Mariah Carey’s Daydream. It was my first CD. My parents got it for me for Christmas, although I’m not sure why, because I’d never heard one Mariah Carey song before that, and she seemed like she was for old people (Tommy’s influence). I guess it was just meaningful because it was the first album that belonged to me and not my parents (though they have fantastic taste in music, and I tend to prefer the music of their youth over mine). I did listen to Daydream a lot, though. I remember singing “One Sweet Day” at my after school’s talent show — or at least, I remember someone singing it. It was over 20 years ago. I went to the YMCA for camp and after-school all through elementary and that was where I was most exposed to radio music, mostly hip-hop and R&B (shout out to Hot 97.1).

We were always singing and dancing, putting on shows. Unrelated, but Biggie Smalls’ mom was the receptionist at the YMCA, his daughter was in the Pre-K program, and her mom (his ex) was my counselor; she helped my group pick a song, choreograph, and practice. I didn’t know who any of these people were at the time, though; I learned our receptionist was his mom when she went to the 1999 VMAs with Tupac’s mom, and I found out about my counselor by watching a VH1 documentary a year or two later. Apparently Puff Daddy went to my YMCA to see his “niece” graduate from the Pre-K program, but I had just moved away so I missed it. I was heated. 

14. Tell me about a person you admire with your whole heart.

I’m obsessed with astrologer and energy worker Danielle Ayoka. I quit Twitter a year ago, but I still check her feed manually because I love the community of healing she’s building, and her insights are as blunt as they are insightful. She’s probably best known for her savage reading of the signs, but she also does remote energy healing; I’ve been a client for a few months now. I’ve watched her create new ways to serve her community; she’s constantly leveling up and I’m rooting for her hard. 

15. Tell me about a time you showed resilience and grace, even if it was tough.

I can’t think of a time that I have the emotional bandwidth to talk about right now, to be honest! In the interest of self-care, I’ll just say that I think resilience is just as important in the everyday as it is in times of tumult. 

16. Who is your favorite rapper? (Oh yeah? Name five of their albums! JK, continue.)

Probably Q-Tip.

17. What is the best skincare or makeup item you’ve ever encountered?

L’oreal’s Magic Skin Beautifier BB Cream (Anti-Redness). I highly recommend it if your skin trends red and uneven like mine does.  

18. What is your favorite place to visit?

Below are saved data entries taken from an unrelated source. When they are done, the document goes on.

use std::cell::RefCell;
use std::collections::{BTreeMap, HashSet};
use std::rc::Rc;

use super::storage::{DbId, Storage, StorageError, StoredRecord};

#[derive(Debug, Clone, Copy, Default, PartialEq, Eq)]
pub struct StorageStats {
    pub transactions_committed: usize,
    pub transactions_rolled_back: usize,
    pub records_inserted: usize,
    pub records_written: usize,
    pub records_deleted: usize,
}

#[derive(Debug, Clone)]
enum StagedOp {
    Write(StoredRecord),
    Delete(DbId),
}

#[derive(Debug, Default)]
struct Inner {
    records: BTreeMap<DbId, StoredRecord>,
    staged: Option<Vec<StagedOp>>,
    next_id: u64,
    stats: StorageStats,
    failing_commits: u32,
    poisoned: HashSet<String>,
}

/// In-process storage. Clones share the same records, so a caller can hand
/// one handle to the world and keep another to inspect what was committed.
#[derive(Debug, Clone, Default)]
pub struct MemoryStorage {
    inner: Rc<RefCell<Inner>>,
}

impl MemoryStorage {
    pub fn new() -> Self {
        Self::default()
    }

    pub fn stats(&self) -> StorageStats {
        self.inner.borrow().stats
    }

    pub fn record(&self, id: DbId) -> Option<StoredRecord> {
        self.inner.borrow().records.get(&id).cloned()
    }

    pub fn record_named(&self, name: &str) -> Option<StoredRecord> {
        self.inner
            .borrow()
            .records
            .values()
            .find(|record| record.name == name)
            .cloned()
    }

    pub fn len(&self) -> usize {
        self.inner.borrow().records.len()
    }

    pub fn is_empty(&self) -> bool {
        self.len() == 0
    }

    /// Makes the next `count` commits fail, discarding their staged work.
    pub fn fail_next_commits(&self, count: u32) {
        self.inner.borrow_mut().failing_commits = count;
    }

    /// Makes any write or insert of a record with this name fail until
    /// `heal` is called.
    pub fn poison(&self, name: &str) {
        self.inner.borrow_mut().poisoned.insert(name.to_string());
    }

    pub fn heal(&self, name: &str) {
        self.inner.borrow_mut().poisoned.remove(name);
    }

    fn check_poison(inner: &Inner, record: &StoredRecord) -> Result<(), StorageError> {
        if inner.poisoned.contains(&record.name) {
            return Err(StorageError::Backend(format!(
                "write rejected for '{}'",
                record.name
            )));
        }
        Ok(())
    }
}

impl Storage for MemoryStorage {
    fn begin(&mut self) -> Result<(), StorageError> {
        let mut inner = self.inner.borrow_mut();
        if inner.staged.is_some() {
            return Err(StorageError::TransactionActive);
        }
        inner.staged = Some(Vec::new());
        Ok(())
    }

    fn insert(&mut self, mut record: StoredRecord) -> Result<DbId, StorageError> {
        let mut inner = self.inner.borrow_mut();
        Self::check_poison(&inner, &record)?;
        if inner.staged.is_none() {
            return Err(StorageError::NoTransaction);
        }
        inner.next_id += 1;
        let id = DbId(inner.next_id);
        record.id = id;
        if let Some(staged) = inner.staged.as_mut() {
            staged.push(StagedOp::Write(record));
        }
        inner.stats.records_inserted += 1;
        Ok(id)
    }

    fn write(&mut self, record: StoredRecord) -> Result<(), StorageError> {
        let mut inner = self.inner.borrow_mut();
        Self::check_poison(&inner, &record)?;
        let staged = inner.staged.as_mut().ok_or(StorageError::NoTransaction)?;
        staged.push(StagedOp::Write(record));
        inner.stats.records_written += 1;
        Ok(())
    }

    fn delete(&mut self, id: DbId) -> Result<(), StorageError> {
        let mut inner = self.inner.borrow_mut();
        let staged = inner.staged.as_mut().ok_or(StorageError::NoTransaction)?;
        staged.push(StagedOp::Delete(id));
        Ok(())
    }

    fn commit(&mut self) -> Result<(), StorageError> {
        let mut inner = self.inner.borrow_mut();
        let staged = inner.staged.take().ok_or(StorageError::NoTransaction)?;
        if inner.failing_commits > 0 {
            inner.failing_commits -= 1;
            inner.stats.transactions_rolled_back += 1;
            return Err(StorageError::Backend("injected commit failure".to_string()));
        }
        for op in staged {
            match op {
                StagedOp::Write(record) => {
                    inner.records.insert(record.id, record);
                }
                StagedOp::Delete(id) => {
                    if inner.records.remove(&id).is_some() {
                        inner.stats.records_deleted += 1;
                    }
                }
            }
        }
        inner.stats.transactions_committed += 1;
        Ok(())
    }

    fn rollback(&mut self) {
        let mut inner = self.inner.borrow_mut();
        if inner.staged.take().is_some() {
            inner.stats.transactions_rolled_back += 1;
        }
    }

    fn load_all(&self) -> Result<Vec<StoredRecord>, StorageError> {
        Ok(self.inner.borrow().records.values().cloned().collect())
    }
}

#[cfg(test)]
mod tests {
    use super::*;
    use crate::save::TransactionScope;
    use crate::world::EntityKind;

    fn record(name: &str) -> StoredRecord {
        StoredRecord {
            id: DbId(0),
            kind: EntityKind::Item,
            name: name.to_string(),
            attributes: BTreeMap::new(),
            parent: None,
            effects: Vec::new(),
        }
    }

    #[test]
    fn dropped_scope_rolls_back() {
        let mut storage = MemoryStorage::new();
        {
            let mut tx = TransactionScope::begin(&mut storage).expect("begin");
            tx.insert(record("sword")).expect("insert");
        }

        assert!(storage.is_empty());
        assert_eq!(storage.stats().transactions_rolled_back, 1);
        assert_eq!(storage.stats().transactions_committed, 0);
    }

    #[test]
    fn committed_insert_is_visible_with_assigned_id() {
        let mut storage = MemoryStorage::new();
        let mut tx = TransactionScope::begin(&mut storage).expect("begin");
        let id = tx.insert(record("sword")).expect("insert");
        tx.commit().expect("commit");

        assert_eq!(id, DbId(1));
        assert_eq!(storage.record(id).expect("stored").name, "sword");
    }

    #[test]
    fn ids_are_not_reused_after_rollback() {
        let mut storage = MemoryStorage::new();
        {
            let mut tx = TransactionScope::begin(&mut storage).expect("begin");
            tx.insert(record("a")).expect("insert");
        }
        let mut tx = TransactionScope::begin(&mut storage).expect("begin");
        let id = tx.insert(record("b")).expect("insert");
        tx.commit().expect("commit");

        assert_eq!(id, DbId(2));
    }

    #[test]
    fn nested_begin_is_rejected() {
        let mut storage = MemoryStorage::new();
        storage.begin().expect("begin");

        assert!(matches!(
            storage.begin(),
            Err(StorageError::TransactionActive)
        ));
    }

    #[test]
    fn injected_commit_failure_discards_staged_work() {
        let mut storage = MemoryStorage::new();
        storage.fail_next_commits(1);

        let mut tx = TransactionScope::begin(&mut storage).expect("begin");
        tx.insert(record("a")).expect("insert");
        assert!(tx.commit().is_err());

        assert!(storage.is_empty());
        let mut tx = TransactionScope::begin(&mut storage).expect("begin");
        tx.insert(record("b")).expect("insert");
        tx.commit().expect("second commit");
        assert_eq!(storage.len(), 1);
    }

    #[test]
    fn poisoned_records_reject_writes() {
        let mut storage = MemoryStorage::new();
        storage.poison("cursed");

        let mut tx = TransactionScope::begin(&mut storage).expect("begin");
        assert!(tx.insert(record("cursed")).is_err());
        drop(tx);

        storage.heal("cursed");
        let mut tx = TransactionScope::begin(&mut storage).expect("begin");
        assert!(tx.insert(record("cursed")).is_ok());
    }
}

Provincetown on the east coast, Joshua Tree or Big Sur on the west coast. 

19. Who in your family are you the most like or closest to? (If it’s no one, pick someone else relationally close and describe why you’re similar or have a close relationship.)

My little sister and I have pretty different personalities and lives, but we have a very intuitive and chill relationship; I think we can be exactly ourselves with each other, and whenever I find myself letting loose with someone the way I can with her, I know they’re a keeper. I don’t ever worry about being misunderstood by her. 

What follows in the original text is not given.